use std::fmt;

use thiserror::Error;

/// Failure reported by an external estimator (motion, nonlinear registration
/// or phase-reversed distortion estimation).
#[derive(Debug, Clone, Error)]
pub enum EstimatorError {
    #[error("failed to converge on volume {volume}")]
    NoConvergence { volume: usize },

    #[error("expected {expected} transforms, estimator returned {found}")]
    TransformCount { expected: usize, found: usize },

    #[error("{0}")]
    Failed(String),
}

#[derive(Debug, Error)]
pub enum CorrectionError {
    #[error("motion estimation failed{}: {reason}", volume_suffix(.volume))]
    MotionEstimation {
        volume: Option<usize>,
        reason: String,
    },

    #[error("{stage} failed: {source}")]
    Estimator {
        stage: &'static str,
        #[source]
        source: EstimatorError,
    },

    #[error("grid has no voxels")]
    EmptyReferenceGrid,

    #[error("incompatible grid for {what}: expected {expected:?}, found {found:?}")]
    IncompatibleGrid {
        what: &'static str,
        expected: [usize; 3],
        found: [usize; 3],
    },

    #[error("expected {expected} transforms (one per volume), got {found}")]
    TransformCountMismatch { expected: usize, found: usize },

    #[error("number of bolus durations ({bolus}) does not match the number of TIs ({tis})")]
    BolusCountMismatch { bolus: usize, tis: usize },

    #[error("required input missing: {0}")]
    MissingInput(String),

    #[error("options {0} and {1} cannot be used together")]
    MutuallyExclusive(&'static str, &'static str),

    #[error("invalid input: {0}")]
    InvalidInput(String),

    #[error("transform {0} is singular and cannot be inverted")]
    SingularTransform(String),

    #[error("registry key {0} is already set")]
    AlreadyRegistered(String),

    #[error("registry key {key} does not hold a {expected}")]
    WrongKind { key: String, expected: &'static str },

    #[error("shape error: {0}")]
    Shape(#[from] ndarray::ShapeError),

    #[error("NIfTI error: {0}")]
    Nifti(#[from] nifti::NiftiError),

    #[error("configuration parse error: {0}")]
    Config(#[from] serde_json::Error),

    #[error("IO error: {0}")]
    Io(#[from] std::io::Error),
}

fn volume_suffix(volume: &Option<usize>) -> String {
    volume
        .map(|v| format!(" on volume {v}"))
        .unwrap_or_default()
}

impl CorrectionError {
    /// Wrap an estimator failure from the motion stage, keeping the volume
    /// index when the estimator reported one.
    pub fn motion(err: EstimatorError) -> Self {
        let volume = match &err {
            EstimatorError::NoConvergence { volume } => Some(*volume),
            _ => None,
        };
        CorrectionError::MotionEstimation {
            volume,
            reason: err.to_string(),
        }
    }
}

/// Degraded conditions: the affected optional correction is dropped and the
/// run continues.
#[derive(Debug, Clone, PartialEq)]
pub enum Warning {
    PhaseReversedSkipped { reason: String },
    SensitivitySkipped { reason: String },
}

impl fmt::Display for Warning {
    fn fmt(&self, f: &mut fmt::Formatter<'_>) -> fmt::Result {
        match self {
            Warning::PhaseReversedSkipped { reason } => {
                write!(f, "phase-encode-reversed distortion correction skipped: {reason}")
            }
            Warning::SensitivitySkipped { reason } => {
                write!(f, "sensitivity correction skipped: {reason}")
            }
        }
    }
}

pub type Result<T> = std::result::Result<T, CorrectionError>;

YOUR GOAL:
Restate word for word only the lines above from the line containing "usize, tis: usize" to the line containing "MutuallyExclusive(&'static str, &'static", both of them included.

SOLUTION TO THIS TASK:
    BolusCountMismatch { bolus: usize, tis: usize },

    #[error("required input missing: {0}")]
    MissingInput(String),

    #[error("options {0} and {1} cannot be used together")]
    MutuallyExclusive(&'static str, &'static str),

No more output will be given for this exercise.